From a government that had previously practiced antitrust laws and monopoly-breaking, the push for this sector to monopolize was a dangerous one. The Pentagon’s trust in these companies has and will only continue to aggravate our military spending further. 

“The gouging that takes place is unconscionable” remarked Shay Assad, retired Pentagon Director of Defense Pricing and ex-Raytheon Executive VP and Chief Contract Negotiator. Assad, a trusted contract negotiator under Bush, Obama, and Trump, argues that the pentagon routinely overpays on military technologies with almost no accountability. The small-monopoly structure of defense contracting often forces the Pentagon into “sole-source” deals, where one contractor controls a needed part or weapon with no alternatives for comparison. Because price justification is only required for contracts exceeding $2 million, contractors have broader freedom to set inflated prices. As the Department of War budget grows year after year, meaningful oversight remains minimal, enabling contractors to exploit the system, ultimately burdening U.S taxpayers.

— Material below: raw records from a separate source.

impl ScanCoordinator {
    /// Create a coordinator.
    #[must_use]
    pub fn new(env: AdmissionEnvironment, config: &CoordinatorConfig) -> Self {
        Self {
            env,
            locks: TicketLocks::new(config.lock_shards, config.lock_timeout),
            store_timeout: config.store_timeout,
            audit_timeout: config.audit_timeout,
            commit_retry: config.commit_retry_policy(),
        }
    }

    /// Ticket type registry in use.
    #[must_use]
    pub fn registry(&self) -> &TicketTypeRegistry {
        &self.env.registry
    }

    /// Decide and, if admitted, durably record a scan of `ticket_id` for `day`.
    ///
    /// For any (ticket, day) at most one call ever returns [`Decision::Valid`]; every
    /// concurrent or later call for the same pair returns `ALREADY_SCANNED` (or an
    /// earlier-ranked denial).
    ///
    /// # Errors
    ///
    /// Returns [`AdmissionError`] on lock timeout, store failure or timeout, repeated
    /// commit conflicts, or a ticket type missing from the registry. Retrying the same
    /// request is safe: a write that landed before a store timeout surfaces as
    /// `ALREADY_SCANNED`, otherwise the attempt is reprocessed from scratch.
    #[tracing::instrument(
        skip_all,
        fields(ticket_id = %ticket_id, day = %day, terminal_id = %terminal_id)
    )]
    pub async fn attempt_scan(
        &self,
        ticket_id: &TicketId,
        day: EventDay,
        terminal_id: &TerminalId,
    ) -> Result<Decision, AdmissionError> {
        let started = Instant::now();
        let result = self.scan_exclusive(ticket_id, day, terminal_id).await;

        let outcome = match &result {
            Ok(decision) => {
                tracing::info!(outcome = decision.code(), "Admission decided");
                decision.code()
            }
            Err(err) => {
                tracing::warn!(error = %err, retryable = err.is_retryable(), "Admission failed");
                err.code()
            }
        };
        metrics::record_scan(outcome, started.elapsed());

        result
    }

    async fn scan_exclusive(
        &self,
        ticket_id: &TicketId,
        day: EventDay,
        terminal_id: &TerminalId,
    ) -> Result<Decision, AdmissionError> {
        let guard = self.locks.acquire(ticket_id).await.inspect_err(|_| {
            metrics::record_lock_timeout();
        })?;

        let verdict = retry_with_predicate(
            self.commit_retry.clone(),
            move || self.scan_once(ticket_id, day, terminal_id),
            AdmissionError::is_conflict,
        )
        .await;
        drop(guard);

        match verdict? {
            ScanVerdict::Admitted {
                decision,
                remaining_scans,
                at,
            } => {
                self.record_audit(AuditEntry::new(
                    ticket_id.clone(),
                    AuditAction::ScanAdmitted,
                    format!("{}:{day}", decision.code()),
                    AuditSource::Terminal(terminal_id.clone()),
                    at,
                ))
                .await;

                if let Decision::Valid { ticket_type } = decision {
                    self.publish(AdmissionEvent::TicketAdmitted {
                        ticket_id: ticket_id.clone(),
                        ticket_type,
                        day,
                        terminal_id: terminal_id.clone(),
                        remaining_scans,
                        at,
                    });
                }
                Ok(decision)
            }
            ScanVerdict::Denied(reason) => {
                self.record_audit(AuditEntry::new(
                    ticket_id.clone(),
                    AuditAction::ScanDenied,
                    format!("{reason}:{day}"),
                    AuditSource::Terminal(terminal_id.clone()),
                    self.env.clock.now(),
                ))
                .await;
                Ok(Decision::Denied { reason })
            }
        }
    }

    /// One read-decide-write pass. Must run under the ticket's lock.
    async fn scan_once(
        &self,
        ticket_id: &TicketId,
        day: EventDay,
        terminal_id: &TerminalId,
    ) -> Result<ScanVerdict, AdmissionError> {
        let Some(VersionedTicket {
            mut ticket,
            version,
        }) = self.load(ticket_id).await?
        else {
            return Ok(ScanVerdict::Denied(DenialReason::TicketNotFound));
        };

        self.env.registry.policy_for(ticket.ticket_type())?;

        let decision = decide(Some(&ticket), day);
        if let Decision::Denied { reason } = decision {
            return Ok(ScanVerdict::Denied(reason));
        }

        let at = self.env.clock.now();
        if let Err(rejected) = ticket.record_scan(ScanEvent {
            day,
            timestamp: at,
            terminal_id: terminal_id.clone(),
        }) {
            return Ok(ScanVerdict::Denied(rejected.reason));
        }
        let remaining_scans = ticket.remaining_scans();

        self.commit(ticket, version).await?;
        tracing::debug!(remaining_scans, "Scan committed");

        Ok(ScanVerdict::Admitted {
            decision,
            remaining_scans,
            at,
        })
    }

    /// Cancel `ticket_id` if the lifecycle rules allow it.
    ///
    /// Runs under the same per-ticket lock as scanning, so it cannot interleave with
    /// an in-flight scan commit. A second cancellation fails with
    /// [`CancelDenial::AlreadyCancelled`].
    ///
    /// # Errors
    ///
    /// Returns [`CancelError::NotFound`] for unknown tickets, [`CancelError::Denied`]
    /// when the lifecycle refuses, and [`CancelError::System`] for system faults.
    #[tracing::instrument(skip_all, fields(ticket_id = %ticket_id, actor = %actor))]
    pub async fn cancel_ticket(
        &self,
        ticket_id: &TicketId,
        reason: &str,
        actor: &ActorId,
    ) -> Result<(), CancelError> {
        let result = self.cancel_exclusive(ticket_id, reason, actor).await;

        match &result {
            Ok(()) => {
                tracing::info!("Ticket cancelled");
                metrics::record_cancellation("CANCELLED");
            }
            Err(err) => {
                tracing::warn!(error = %err, code = err.code(), "Cancellation refused");
                metrics::record_cancellation(err.code());
            }
        }

        result
    }

    async fn cancel_exclusive(
        &self,
        ticket_id: &TicketId,
        reason: &str,
        actor: &ActorId,
    ) -> Result<(), CancelError> {
        let guard = self
            .locks
            .acquire(ticket_id)
            .await
            .inspect_err(|_| metrics::record_lock_timeout())
            .map_err(AdmissionError::from)?;

        let result = retry_with_predicate(
            self.commit_retry.clone(),
            move || self.cancel_once(ticket_id, reason, actor),
            CancelError::is_conflict,
        )
        .await;
        drop(guard);

        let source = AuditSource::Operator(actor.clone());
        match result {
            Ok(at) => {
                self.record_audit(AuditEntry::new(
                    ticket_id.clone(),
                    AuditAction::TicketCancelled,
                    reason,
                    source,
                    at,
                ))
                .await;
                self.publish(AdmissionEvent::TicketCancelled {
                    ticket_id: ticket_id.clone(),
                    reason: reason.to_string(),
                    actor: actor.clone(),
                    at,
                });
                Ok(())
            }
            Err(err @ (CancelError::NotFound(_) | CancelError::Denied(_))) => {
                self.record_audit(AuditEntry::new(
                    ticket_id.clone(),
                    AuditAction::CancelRefused,
                    err.code(),
                    source,
                    self.env.clock.now(),
                ))
                .await;
                Err(err)
            }
            Err(err) => Err(err),
        }
    }

    /// One read-transition-write pass. Must run under the ticket's lock.
    async fn cancel_once(
        &self,
        ticket_id: &TicketId,
        reason: &str,
        actor: &ActorId,
    ) -> Result<DateTime<Utc>, CancelError> {
        let Some(VersionedTicket { ticket, version }) = self.load(ticket_id).await? else {
            return Err(CancelError::NotFound(ticket_id.clone()));
        };

        let at = self.env.clock.now();
        let cancelled = lifecycle::cancel(&ticket, reason, actor.clone(), at)?;
        self.commit(cancelled, version).await?;
        Ok(at)
    }

    async fn load(&self, ticket_id: &TicketId) -> Result<Option<VersionedTicket>, AdmissionError> {
        self.bounded(self.env.store.load(ticket_id))
            .await?
            .map_err(AdmissionError::Store)
    }

    async fn commit(&self, ticket: Ticket, expected: Version) -> Result<Version, AdmissionError> {
        let ticket_id = ticket.ticket_id().clone();
        match self
            .bounded(self.env.store.compare_and_swap(ticket, expected))
            .await?
        {
            Ok(version) => Ok(version),
            Err(StoreError::ConcurrencyConflict { actual, .. }) => {
                metrics::record_commit_conflict();
                tracing::debug!(%expected, %actual, "Commit lost to a concurrent writer");
                Err(AdmissionError::CommitConflict { ticket_id })
            }
            Err(err) => Err(AdmissionError::Store(err)),
        }
    }

    async fn bounded<T>(&self, fut: impl Future<Output = T>) -> Result<T, AdmissionError> {
        tokio::time::timeout(self.store_timeout, fut)
            .await
            .map_err(|_| AdmissionError::StoreTimeout(self.store_timeout))
    }

    async fn record_audit(&self, entry: AuditEntry) {
        let action = entry.action;
        match tokio::time::timeout(self.audit_timeout, self.env.audit.append(entry)).await {
            Ok(Ok(())) => {}
            Ok(Err(err)) => {
                metrics::record_audit_failure();
                tracing::error!(error = %err, ?action, "Failed to record audit entry");
            }
            Err(_) => {
                metrics::record_audit_failure();
                tracing::error!(
                    timeout = ?self.audit_timeout,
                    ?action,
                    "Audit entry abandoned after timeout"
                );
            }
        }
    }

    fn publish(&self, event: AdmissionEvent) {
        let event_type = event.event_type();
        if let Err(err) = self.env.publisher.publish(event) {
            metrics::record_publish_failure();
            tracing::warn!(error = %err, event_type, "Admission event not published");
        }
    }
}
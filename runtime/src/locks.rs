//! Per-ticket exclusivity.
//!
//! [`TicketLocks`] hands out one async mutex per ticket id, so the read-decide-write
//! sequence for a ticket is serialized while different tickets never contend. The table
//! is split into shards to keep the bookkeeping lock short, and entries are held weakly:
//! once nobody holds or waits for a ticket's mutex it is reclaimed.
//!
//! Acquisition is bounded by a timeout. The returned [`TicketGuard`] releases the mutex
//! when dropped, on every exit path.

use admission_core::types::TicketId;
use std::collections::HashMap;
use std::collections::hash_map::DefaultHasher;
use std::hash::{Hash, Hasher};
use std::sync::{Arc, Mutex, PoisonError, Weak};
use std::time::{Duration, Instant};
use thiserror::Error;
use tokio::sync::{Mutex as AsyncMutex, OwnedMutexGuard};

/// Minimum shard size before dead entries are swept.
const SWEEP_FLOOR: usize = 64;

/// Errors from lock acquisition.
#[derive(Error, Debug, Clone, PartialEq, Eq)]
pub enum LockError {
    /// The ticket stayed locked for longer than the configured timeout.
    #[error("Timed out after {waited:?} waiting for exclusive access to ticket {ticket_id}")]
    Timeout {
        /// Contended ticket
        ticket_id: TicketId,
        /// How long the caller waited
        waited: Duration,
    },
}

#[derive(Debug, Default)]
struct Shard {
    entries: HashMap<TicketId, Weak<AsyncMutex<()>>>,
    sweep_at: usize,
}

impl Shard {
    fn handle(&mut self, ticket_id: &TicketId) -> Arc<AsyncMutex<()>> {
        if let Some(existing) = self.entries.get(ticket_id).and_then(Weak::upgrade) {
            return existing;
        }

        if self.entries.len() >= self.sweep_at.max(SWEEP_FLOOR) {
            self.entries.retain(|_, lock| lock.strong_count() > 0);
            self.sweep_at = self.entries.len() * 2;
        }

        let lock = Arc::new(AsyncMutex::new(()));
        self.entries.insert(ticket_id.clone(), Arc::downgrade(&lock));
        lock
    }

    fn live(&self) -> usize {
        self.entries
            .values()
            .filter(|lock| lock.strong_count() > 0)
            .count()
    }
}

/// Sharded table of per-ticket async mutexes.
#[derive(Debug)]
pub struct TicketLocks {
    shards: Box<[Mutex<Shard>]>,
    timeout: Duration,
}

impl TicketLocks {
    /// Create a table with `shards` shards (at least one) and an acquisition timeout.
    #[must_use]
    pub fn new(shards: usize, timeout: Duration) -> Self {
        let shards = (0..shards.max(1)).map(|_| Mutex::new(Shard::default())).collect();
        Self { shards, timeout }
    }

    /// Acquire exclusive access to `ticket_id`.
    ///
    /// # Errors
    ///
    /// Returns [`LockError::Timeout`] if the ticket is still held by another caller
    /// when the timeout elapses.
    pub async fn acquire(&self, ticket_id: &TicketId) -> Result<TicketGuard, LockError> {
        let lock = self.handle(ticket_id);
        let started = Instant::now();

        match tokio::time::timeout(self.timeout, lock.lock_owned()).await {
            Ok(guard) => {
                tracing::trace!(
                    ticket_id = %ticket_id,
                    waited_us = started.elapsed().as_micros(),
                    "Acquired ticket lock"
                );
                Ok(TicketGuard {
                    _guard: guard,
                    ticket_id: ticket_id.clone(),
                    acquired_at: Instant::now(),
                })
            }
            Err(_) => Err(LockError::Timeout {
                ticket_id: ticket_id.clone(),
                waited: started.elapsed(),
            }),
        }
    }

    /// Number of tickets currently held or awaited.
    #[must_use]
    pub fn active(&self) -> usize {
        self.shards
            .iter()
            .map(|shard| shard.lock().unwrap_or_else(PoisonError::into_inner).live())
            .sum()
    }

    fn handle(&self, ticket_id: &TicketId) -> Arc<AsyncMutex<()>> {
        let mut hasher = DefaultHasher::new();
        ticket_id.hash(&mut hasher);
        let len = self.shards.len() as u64;
        #[allow(clippy::cast_possible_truncation)]
        let index = (hasher.finish() % len) as usize;

        self.shards[index]
            .lock()
            .unwrap_or_else(PoisonError::into_inner)
            .handle(ticket_id)
    }
}

/// Exclusive access to one ticket. Released on drop.
#[derive(Debug)]
pub struct TicketGuard {
    _guard: OwnedMutexGuard<()>,
    ticket_id: TicketId,
    acquired_at: Instant,
}

impl TicketGuard {
    /// Ticket this guard protects.
    #[must_use]
    pub const fn ticket_id(&self) -> &TicketId {
        &self.ticket_id
    }
}

impl Drop for TicketGuard {
    fn drop(&mut self) {
        crate::metrics::record_lock_hold(self.acquired_at.elapsed());
    }
}
//! Ticket type registry: the admission policy for each ticket category.
//!
//! The registry is built once at process start (either from the built-in defaults or
//! from a JSON policy file) and is read-only afterwards. Share it behind an `Arc`.
//!
//! # Policy file format
//!
//! ```json
//! {
//!   "SINGLE_DAY": { "allowed_days": ["DAY2"], "max_scans": 1 },
//!   "TWO_DAY":    { "allowed_days": ["DAY1", "DAY2"], "max_scans": 2 }
//! }
//! ```

use crate::types::{EventDay, TicketType};
use serde::{Deserialize, Serialize};
use std::collections::{BTreeSet, HashMap};
use std::path::Path;
use thiserror::Error;

/// Errors raised while building or querying the registry.
#[derive(Error, Debug, Clone, PartialEq, Eq)]
pub enum RegistryError {
    /// No policy is registered for this ticket type.
    #[error("Unknown ticket type: {0}")]
    UnknownTicketType(TicketType),

    /// A policy failed validation at load time.
    #[error("Invalid policy for {ticket_type}: {reason}")]
    InvalidPolicy {
        /// The offending ticket type
        ticket_type: TicketType,
        /// Why the policy was rejected
        reason: String,
    },

    /// The policy document could not be parsed.
    #[error("Failed to parse policy document: {0}")]
    Parse(String),

    /// The policy file could not be read.
    #[error("Failed to read policy file: {0}")]
    Io(String),
}

/// Admission policy for one ticket type.
#[derive(Clone, Debug, PartialEq, Eq, Serialize, Deserialize)]
pub struct TicketTypeConfig {
    /// Days this type may be used on
    pub allowed_days: BTreeSet<EventDay>,
    /// Maximum total admissions across all days (may be below `allowed_days.len()`)
    pub max_scans: u32,
}

impl TicketTypeConfig {
    /// Create a policy.
    #[must_use]
    pub fn new(allowed_days: impl IntoIterator<Item = EventDay>, max_scans: u32) -> Self {
        Self {
            allowed_days: allowed_days.into_iter().collect(),
            max_scans,
        }
    }

    /// Whether this policy admits on `day` at all.
    #[must_use]
    pub fn allows(&self, day: EventDay) -> bool {
        self.allowed_days.contains(&day)
    }

    fn validate(&self, ticket_type: TicketType) -> Result<(), RegistryError> {
        if self.allowed_days.is_empty() {
            return Err(RegistryError::InvalidPolicy {
                ticket_type,
                reason: "allowed_days must not be empty".to_string(),
            });
        }
        if self.max_scans == 0 {
            return Err(RegistryError::InvalidPolicy {
                ticket_type,
                reason: "max_scans must be at least 1".to_string(),
            });
        }
        Ok(())
    }
}

/// Read-only mapping from ticket type to policy.
#[derive(Clone, Debug)]
pub struct TicketTypeRegistry {
    policies: HashMap<TicketType, TicketTypeConfig>,
}

impl TicketTypeRegistry {
    /// Build a registry from explicit policies.
    ///
    /// # Errors
    ///
    /// Returns [`RegistryError::InvalidPolicy`] if any policy has no days or a zero cap.
    pub fn new(
        policies: impl IntoIterator<Item = (TicketType, TicketTypeConfig)>,
    ) -> Result<Self, RegistryError> {
        let policies: HashMap<_, _> = policies.into_iter().collect();
        for (ticket_type, policy) in &policies {
            policy.validate(*ticket_type)?;
        }
        Ok(Self { policies })
    }

    /// Built-in policies for the standard three-day event.
    #[must_use]
    pub fn builtin() -> Self {
        use EventDay::{Day1, Day2, Day3};

        let policies = HashMap::from([
            (TicketType::SingleDay, TicketTypeConfig::new([Day2], 1)),
            (TicketType::TwoDay, TicketTypeConfig::new([Day1, Day2], 2)),
            (TicketType::FlexPass, TicketTypeConfig::new([Day1, Day2, Day3], 2)),
            (TicketType::FullPass, TicketTypeConfig::new([Day1, Day2, Day3], 3)),
        ]);
        Self { policies }
    }

    /// Parse a JSON policy document.
    ///
    /// # Errors
    ///
    /// Returns [`RegistryError::Parse`] on malformed JSON or unknown codes, and
    /// [`RegistryError::InvalidPolicy`] if a policy fails validation.
    pub fn from_json_str(json: &str) -> Result<Self, RegistryError> {
        let policies: HashMap<TicketType, TicketTypeConfig> =
            serde_json::from_str(json).map_err(|e| RegistryError::Parse(e.to_string()))?;
        Self::new(policies)
    }

    /// Load a JSON policy document from disk.
    ///
    /// # Errors
    ///
    /// Returns [`RegistryError::Io`] if the file cannot be read, otherwise the
    /// errors of [`TicketTypeRegistry::from_json_str`].
    pub fn from_json_file(path: impl AsRef<Path>) -> Result<Self, RegistryError> {
        let path = path.as_ref();
        let contents = std::fs::read_to_string(path)
            .map_err(|e| RegistryError::Io(format!("{}: {e}", path.display())))?;
        Self::from_json_str(&contents)
    }

    /// Policy for `ticket_type`.
    ///
    /// # Errors
    ///
    /// Returns [`RegistryError::UnknownTicketType`] if the type is not registered.
    pub fn policy_for(&self, ticket_type: TicketType) -> Result<&TicketTypeConfig, RegistryError> {
        self.policies
            .get(&ticket_type)
            .ok_or(RegistryError::UnknownTicketType(ticket_type))
    }

    /// Number of registered ticket types.
    #[must_use]
    pub fn len(&self) -> usize {
        self.policies.len()
    }

    /// Whether no ticket types are registered.
    #[must_use]
    pub fn is_empty(&self) -> bool {
        self.policies.is_empty()
    }
}

impl Default for TicketTypeRegistry {
    fn default() -> Self {
        Self::builtin()
    }
}

#[cfg(test)]
mod tests {
    #![allow(clippy::unwrap_used)]

    use super::*;

    #[test]
    fn builtin_covers_every_type() {
        let registry = TicketTypeRegistry::builtin();
        for ticket_type in TicketType::ALL {
            assert!(registry.policy_for(ticket_type).is_ok());
        }
        let single = registry.policy_for(TicketType::SingleDay).unwrap();
        assert!(single.allows(EventDay::Day2));
        assert!(!single.allows(EventDay::Day1));
    }

    #[test]
    fn partial_pass_caps_below_day_count() {
        let registry = TicketTypeRegistry::builtin();
        let flex = registry.policy_for(TicketType::FlexPass).unwrap();
        assert!(usize::try_from(flex.max_scans).unwrap() < flex.allowed_days.len());
    }

    #[test]
    fn unknown_type_is_an_error() {
        let registry =
            TicketTypeRegistry::new([(TicketType::TwoDay, TicketTypeConfig::new([EventDay::Day1], 1))])
                .unwrap();
        assert_eq!(
            registry.policy_for(TicketType::FullPass),
            Err(RegistryError::UnknownTicketType(TicketType::FullPass))
        );
    }

    #[test]
    fn loads_json_document() {
        let registry = TicketTypeRegistry::from_json_str(
            r#"{
                "SINGLE_DAY": { "allowed_days": ["DAY1"], "max_scans": 1 },
                "TWO_DAY": { "allowed_days": ["DAY1", "DAY3"], "max_scans": 2 }
            }"#,
        )
        .unwrap();
        assert_eq!(registry.len(), 2);
        assert!(registry.policy_for(TicketType::TwoDay).unwrap().allows(EventDay::Day3));
    }

    #[test]
    fn rejects_zero_cap_and_empty_days() {
        let zero = TicketTypeRegistry::from_json_str(
            r#"{ "FULL_PASS": { "allowed_days": ["DAY1"], "max_scans": 0 } }"#,
        );
        assert!(matches!(zero, Err(RegistryError::InvalidPolicy { .. })));

        let empty = TicketTypeRegistry::from_json_str(
            r#"{ "FULL_PASS": { "allowed_days": [], "max_scans": 1 } }"#,
        );
        assert!(matches!(empty, Err(RegistryError::InvalidPolicy { .. })));
    }

    #[test]
    fn rejects_unknown_codes() {
        let result = TicketTypeRegistry::from_json_str(
            r#"{ "VIP": { "allowed_days": ["DAY1"], "max_scans": 1 } }"#,
        );
        assert!(matches!(result, Err(RegistryError::Parse(_))));
    }
}
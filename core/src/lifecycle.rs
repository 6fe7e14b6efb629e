//! Ticket lifecycle: `ACTIVE → CANCELLED`, plus the derived exhausted condition.
//!
//! `CANCELLED` is terminal. "Used" is never a stored status; it is derived from the
//! scan history via [`Ticket::is_exhausted`].

use crate::types::{ActorId, Cancellation, Ticket};
use chrono::{DateTime, Utc};
use serde::{Deserialize, Serialize};
use thiserror::Error;

/// Why a cancellation was refused.
#[derive(Error, Clone, Copy, Debug, PartialEq, Eq, Hash, Serialize, Deserialize)]
#[serde(rename_all = "SCREAMING_SNAKE_CASE")]
pub enum CancelDenial {
    /// The ticket is already in the terminal state.
    #[error("ticket is already cancelled")]
    AlreadyCancelled,

    /// Every admission has been consumed.
    #[error("cannot cancel a used ticket")]
    TicketUsed,

    /// At least one admission has been recorded.
    #[error("cannot cancel a ticket that has been scanned")]
    TicketScanned,
}

/// Check whether `ticket` may be cancelled.
///
/// # Errors
///
/// Returns the first [`CancelDenial`] that applies, checked in the order
/// already-cancelled, exhausted, scanned.
pub fn can_cancel(ticket: &Ticket) -> Result<(), CancelDenial> {
    if ticket.is_cancelled() {
        return Err(CancelDenial::AlreadyCancelled);
    }
    if ticket.is_exhausted() {
        return Err(CancelDenial::TicketUsed);
    }
    if !ticket.scans().is_empty() {
        return Err(CancelDenial::TicketScanned);
    }
    Ok(())
}

/// Produce the cancelled version of `ticket`.
///
/// The input is left untouched; the caller persists the returned ticket.
///
/// # Errors
///
/// Returns a [`CancelDenial`] if [`can_cancel`] refuses.
pub fn cancel(
    ticket: &Ticket,
    reason: impl Into<String>,
    actor: ActorId,
    at: DateTime<Utc>,
) -> Result<Ticket, CancelDenial> {
    can_cancel(ticket)?;

    let mut cancelled = ticket.clone();
    cancelled.mark_cancelled(Cancellation {
        reason: reason.into(),
        actor,
        cancelled_at: at,
    });
    Ok(cancelled)
}
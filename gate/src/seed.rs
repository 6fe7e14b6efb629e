//! Ticket seed files.
//!
//! A seed file is a JSON array of tickets to issue at startup:
//!
//! ```json
//! [
//!   { "ticket_id": "T-1001", "ticket_type": "TWO_DAY" },
//!   { "ticket_id": "T-1002", "ticket_type": "FULL_PASS" }
//! ]
//! ```
//!
//! Each ticket is issued with the registry's policy for its type.

use admission_core::registry::{RegistryError, TicketTypeRegistry};
use admission_core::types::{Ticket, TicketId, TicketType};
use chrono::{DateTime, Utc};
use serde::Deserialize;
use std::collections::HashSet;
use std::path::Path;
use thiserror::Error;

/// Errors loading a seed file.
#[derive(Error, Debug)]
pub enum SeedError {
    /// The file could not be read.
    #[error("Failed to read ticket seed {path}: {source}")]
    Io {
        /// Seed file path
        path: String,
        /// Underlying error
        source: std::io::Error,
    },

    /// The document is not a valid seed.
    #[error("Failed to parse ticket seed: {0}")]
    Parse(#[from] serde_json::Error),

    /// The same ticket id appears twice.
    #[error("Duplicate ticket id in seed: {0}")]
    Duplicate(TicketId),

    /// A ticket's type has no policy.
    #[error(transparent)]
    Registry(#[from] RegistryError),
}

#[derive(Debug, Deserialize)]
struct SeedTicket {
    ticket_id: TicketId,
    ticket_type: TicketType,
}

/// Issue every ticket in a JSON seed document.
///
/// # Errors
///
/// Returns [`SeedError`] on malformed JSON, duplicate ids, or a ticket type missing
/// from `registry`.
pub fn tickets_from_json_str(
    json: &str,
    registry: &TicketTypeRegistry,
    issued_at: DateTime<Utc>,
) -> Result<Vec<Ticket>, SeedError> {
    let entries: Vec<SeedTicket> = serde_json::from_str(json)?;
    let mut seen = HashSet::with_capacity(entries.len());

    entries
        .into_iter()
        .map(|entry| {
            if !seen.insert(entry.ticket_id.clone()) {
                return Err(SeedError::Duplicate(entry.ticket_id));
            }
            let policy = registry.policy_for(entry.ticket_type)?;
            Ok(Ticket::issue(entry.ticket_id, entry.ticket_type, policy, issued_at))
        })
        .collect()
}

/// Issue every ticket in a JSON seed file.
///
/// # Errors
///
/// Returns [`SeedError::Io`] if the file cannot be read, otherwise the errors of
/// [`tickets_from_json_str`].
pub fn tickets_from_json_file(
    path: impl AsRef<Path>,
    registry: &TicketTypeRegistry,
    issued_at: DateTime<Utc>,
) -> Result<Vec<Ticket>, SeedError> {
    let path = path.as_ref();
    let contents = std::fs::read_to_string(path).map_err(|source| SeedError::Io {
        path: path.display().to_string(),
        source,
    })?;
    tickets_from_json_str(&contents, registry, issued_at)
}

#[cfg(test)]
mod tests {
    #![allow(clippy::unwrap_used)]

    use super::*;
    use admission_core::registry::TicketTypeConfig;
    use admission_core::types::EventDay;

    #[test]
    fn issues_tickets_with_registry_policy() {
        let issued_at = Utc::now();
        let tickets = tickets_from_json_str(
            r#"[
                { "ticket_id": "T-1", "ticket_type": "SINGLE_DAY" },
                { "ticket_id": "T-2", "ticket_type": "FLEX_PASS" }
            ]"#,
            &TicketTypeRegistry::builtin(),
            issued_at,
        )
        .unwrap();

        assert_eq!(tickets.len(), 2);
        assert!(tickets.iter().all(|ticket| ticket.issued_at() == issued_at));
        assert!(tickets[0].is_valid_for(EventDay::Day2));
        assert!(!tickets[0].is_valid_for(EventDay::Day1));
        assert_eq!(tickets[1].max_scans(), 2);
    }

    #[test]
    fn rejects_duplicates() {
        let result = tickets_from_json_str(
            r#"[
                { "ticket_id": "T-1", "ticket_type": "TWO_DAY" },
                { "ticket_id": "T-1", "ticket_type": "FULL_PASS" }
            ]"#,
            &TicketTypeRegistry::builtin(),
            Utc::now(),
        );
        assert!(matches!(result, Err(SeedError::Duplicate(id)) if id.as_str() == "T-1"));
    }

    #[test]
    fn rejects_types_missing_from_registry() {
        let registry = TicketTypeRegistry::new([(
            TicketType::TwoDay,
            TicketTypeConfig::new([EventDay::Day1], 1),
        )])
        .unwrap();
        let result = tickets_from_json_str(
            r#"[{ "ticket_id": "T-9", "ticket_type": "FULL_PASS" }]"#,
            &registry,
            Utc::now(),
        );
        assert!(matches!(
            result,
            Err(SeedError::Registry(RegistryError::UnknownTicketType(TicketType::FullPass)))
        ));
    }

    #[test]
    fn rejects_unknown_ticket_type_codes() {
        let result = tickets_from_json_str(
            r#"[{ "ticket_id": "T-1", "ticket_type": "VIP" }]"#,
            &TicketTypeRegistry::builtin(),
            Utc::now(),
        );
        assert!(matches!(result, Err(SeedError::Parse(_))));
    }
}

Though companies like Lockheed Martin emphasize keeping citizens safe in their mission statement, these promises are futile given their business model relies on a state of constant conflict and military escalation. As conflict yields revenue, these contractors seek a state of constant conflict and military escalation. The major contractors spend millions annually in lobbying to sway policy in this direction. Protection of a nation is one thing, but pushing for unnecessary escalation in order to drive profit for shareholders is another. 

Then comes the risk of retaliation from other militaries abroad and the threat of that spilling into the domestic. And unlike the military, private defense companies are not subject to the same heavy federal oversight. Cost overruns and price gouging can lead to significant budget gaps in the defense industry with no accountability mechanism in place. So, the budget for the Department of War goes up, leaving financial gaps elsewhere in areas of the government meant to also promote the public good.

Looking at the profile of shareholders for the Big Five contractors, what jumps out is the excess of institutional investment, accounting for over half of their total holdings. Institutional investment refers to professional investors such as pension funds, mutual funds, or insurance companies buying and selling stocks and bonds to generate returns for their beneficiaries. 

General Dynamics, for example, has a makeup of about 72.3% institutional investment. For Northrop Grumman, this is 94.31%. The simple rationale behind the investment is that it is profitable. Following the 2022 Russian invasion of Ukraine, U.S. defense contractors showed sharply correlated growth, with Lockheed Martin and Northrop Grumman increasing by 18% and 22% respectively. The same can be seen following the recent Iran strikes. This revenue surge drives up stock prices and dividends, rewarding both the firms and investors.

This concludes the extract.